*PROBLEM REQUIREMENTS:*
Write out the data exactly from its first line onward, ending with the line in which "is served again." appears.

*EXTRACTED RECORDS:*
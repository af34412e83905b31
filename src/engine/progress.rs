//! Trial/block/test progression rules.
//!
//! Pure record transformations, separated from the engine's waiting and
//! actuation so the progression grid is testable without hardware. The
//! engine interleaves timeouts and cues between these calls; counters
//! that reset *after* an escalation timeout are reset by the caller.

use crate::config::Config;
use crate::subject::AnimalRecord;

/// Effects of an incorrect response, decided before any timeout runs.
#[derive(Debug, Clone, Copy, PartialEq, Eq)]
pub(crate) struct FailureEffects {
    /// The same trial index repeats (retry budget not exhausted)
    pub repeat: bool,
    /// The failed-trials escalation timeout fires
    pub escalate: bool,
}

/// Post-trial block state.
#[derive(Debug, Clone, Copy, PartialEq, Eq)]
pub(crate) enum BlockCompletion {
    /// The block continues
    Pending,
    /// The block completed successfully
    Success,
    /// The block completed as a failure (fixed mode only)
    Failure,
}

/// Record a correct response.
pub(crate) fn apply_trial_success(animal: &mut AnimalRecord) {
    animal.trial_success_count += 1;
    animal.failed_current_trial = 0;
    animal.sliding_window.mark(animal.trial_count, true);
}

/// Record an incorrect response and decide repeat/escalation.
///
/// `failed_trials` is left for the caller to reset once the escalation
/// timeout has run.
pub(crate) fn apply_trial_failure(config: &Config, animal: &mut AnimalRecord) -> FailureEffects {
    animal.failed_trials += 1;
    animal.failed_current_trial += 1;
    animal.sliding_window.mark(animal.trial_count, false);
    let escalate = config.failure.max_failed_trials > 0
        && animal.failed_trials >= config.failure.max_failed_trials;
    let repeat = config.failure.fail_trial_repeat >= animal.failed_current_trial;
    if !repeat {
        animal.failed_current_trial = 0;
    }
    FailureEffects { repeat, escalate }
}

/// Advance the trial count after logging. A repeating trial holds its
/// index so the same trial is served again.
pub(crate) fn advance_trial(animal: &mut AnimalRecord, repeat: bool) {
    if !repeat {
        animal.trial_count += 1;
    }
}

/// Block-completion check, run after every answered trial.
///
/// Consecutive mode completes the instant the window's success count
/// reaches the threshold (and never fails a block); fixed mode judges
/// the block once `trials_in_block` trials have run.
pub(crate) fn check_block(config: &Config, animal: &AnimalRecord) -> BlockCompletion {
    if config.blocks.consecutive {
        if animal.sliding_window.sum() >= config.blocks.success_threshold {
            BlockCompletion::Success
        } else {
            BlockCompletion::Pending
        }
    } else if animal.trial_count >= config.blocks.trials_in_block {
        if animal.trial_success_count >= config.blocks.success_threshold {
            BlockCompletion::Success
        } else {
            BlockCompletion::Failure
        }
    } else {
        BlockCompletion::Pending
    }
}

/// Effects of a successful block.
#[derive(Debug, Clone, Copy, PartialEq, Eq)]
pub(crate) struct BlockSuccess {
    /// The test advanced (`blocks_to_pass` consecutive successes)
    pub test_advanced: bool,
    /// The between-test pause should run
    pub between_test_pause: bool,
}

/// Record a successful block; advances the test when the consecutive
/// success requirement is met, wrapping to `loop_test` if configured.
pub(crate) fn apply_block_success(
    config: &Config,
    test_count: usize,
    animal: &mut AnimalRecord,
) -> BlockSuccess {
    animal.block_success_count += 1;
    if animal.block_success_count < config.blocks.blocks_to_pass {
        return BlockSuccess { test_advanced: false, between_test_pause: false };
    }
    animal.current_test += 1;
    animal.tests_this_session += 1;
    animal.block_success_count = 0;
    if animal.current_test > test_count && config.blocks.loop_test > 0 {
        animal.current_test = config.blocks.loop_test;
    }
    BlockSuccess {
        test_advanced: true,
        between_test_pause: config.failure.between_test_timeout_secs > 0,
    }
}

/// Record a failed block. Returns whether the failed-blocks escalation
/// timeout fires; the caller resets the counter after the timeout.
pub(crate) fn apply_block_failure(config: &Config, animal: &mut AnimalRecord) -> bool {
    animal.failed_blocks += 1;
    config.failure.max_failed_blocks > 0
        && animal.failed_blocks >= config.failure.max_failed_blocks
}

/// Reset per-block counters and the window at block end.
pub(crate) fn end_block(config: &Config, animal: &mut AnimalRecord) {
    animal.trial_count = 0;
    animal.current_block += 1;
    animal.failed_trials = 0;
    animal.trial_success_count = 0;
    animal.sliding_window.reset(config.blocks.trials_in_block);
}

/// Whether the subject still has tests to run: tests remain in the
/// sequence and the per-session cap (0 = unlimited) is not reached.
pub(crate) fn has_tests_left(config: &Config, test_count: usize, animal: &AnimalRecord) -> bool {
    let tests_left = animal.current_test <= test_count;
    let session_ok = config.blocks.max_tests_per_session == 0
        || animal.tests_this_session < config.blocks.max_tests_per_session;
    tests_left && session_ok
}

*THE ANSWER:*
repository af34412e83905b31
filename src/engine/progress.rs
//! Trial/block/test progression rules.
//!
//! Pure record transformations, separated from the engine's waiting and
//! actuation so the progression grid is testable without hardware. The
//! engine interleaves timeouts and cues between these calls; counters
//! that reset *after* an escalation timeout are reset by the caller.

use crate::config::Config;
use crate::subject::AnimalRecord;

/// Effects of an incorrect response, decided before any timeout runs.
#[derive(Debug, Clone, Copy, PartialEq, Eq)]
pub(crate) struct FailureEffects {
    /// The same trial index repeats (retry budget not exhausted)
    pub repeat: bool,
    /// The failed-trials escalation timeout fires
    pub escalate: bool,
}

/// Post-trial block state.
#[derive(Debug, Clone, Copy, PartialEq, Eq)]
pub(crate) enum BlockCompletion {
    /// The block continues
    Pending,
    /// The block completed successfully
    Success,
    /// The block completed as a failure (fixed mode only)
    Failure,
}

/// Record a correct response.
pub(crate) fn apply_trial_success(animal: &mut AnimalRecord) {
    animal.trial_success_count += 1;
    animal.failed_current_trial = 0;
    animal.sliding_window.mark(animal.trial_count, true);
}

/// Record an incorrect response and decide repeat/escalation.
///
/// `failed_trials` is left for the caller to reset once the escalation
/// timeout has run.
pub(crate) fn apply_trial_failure(config: &Config, animal: &mut AnimalRecord) -> FailureEffects {
    animal.failed_trials += 1;
    animal.failed_current_trial += 1;
    animal.sliding_window.mark(animal.trial_count, false);
    let escalate = config.failure.max_failed_trials > 0
        && animal.failed_trials >= config.failure.max_failed_trials;
    let repeat = config.failure.fail_trial_repeat >= animal.failed_current_trial;
    if !repeat {
        animal.failed_current_trial = 0;
    }
    FailureEffects { repeat, escalate }
}

/// Advance the trial count after logging. A repeating trial holds its
/// index so the same trial is served again.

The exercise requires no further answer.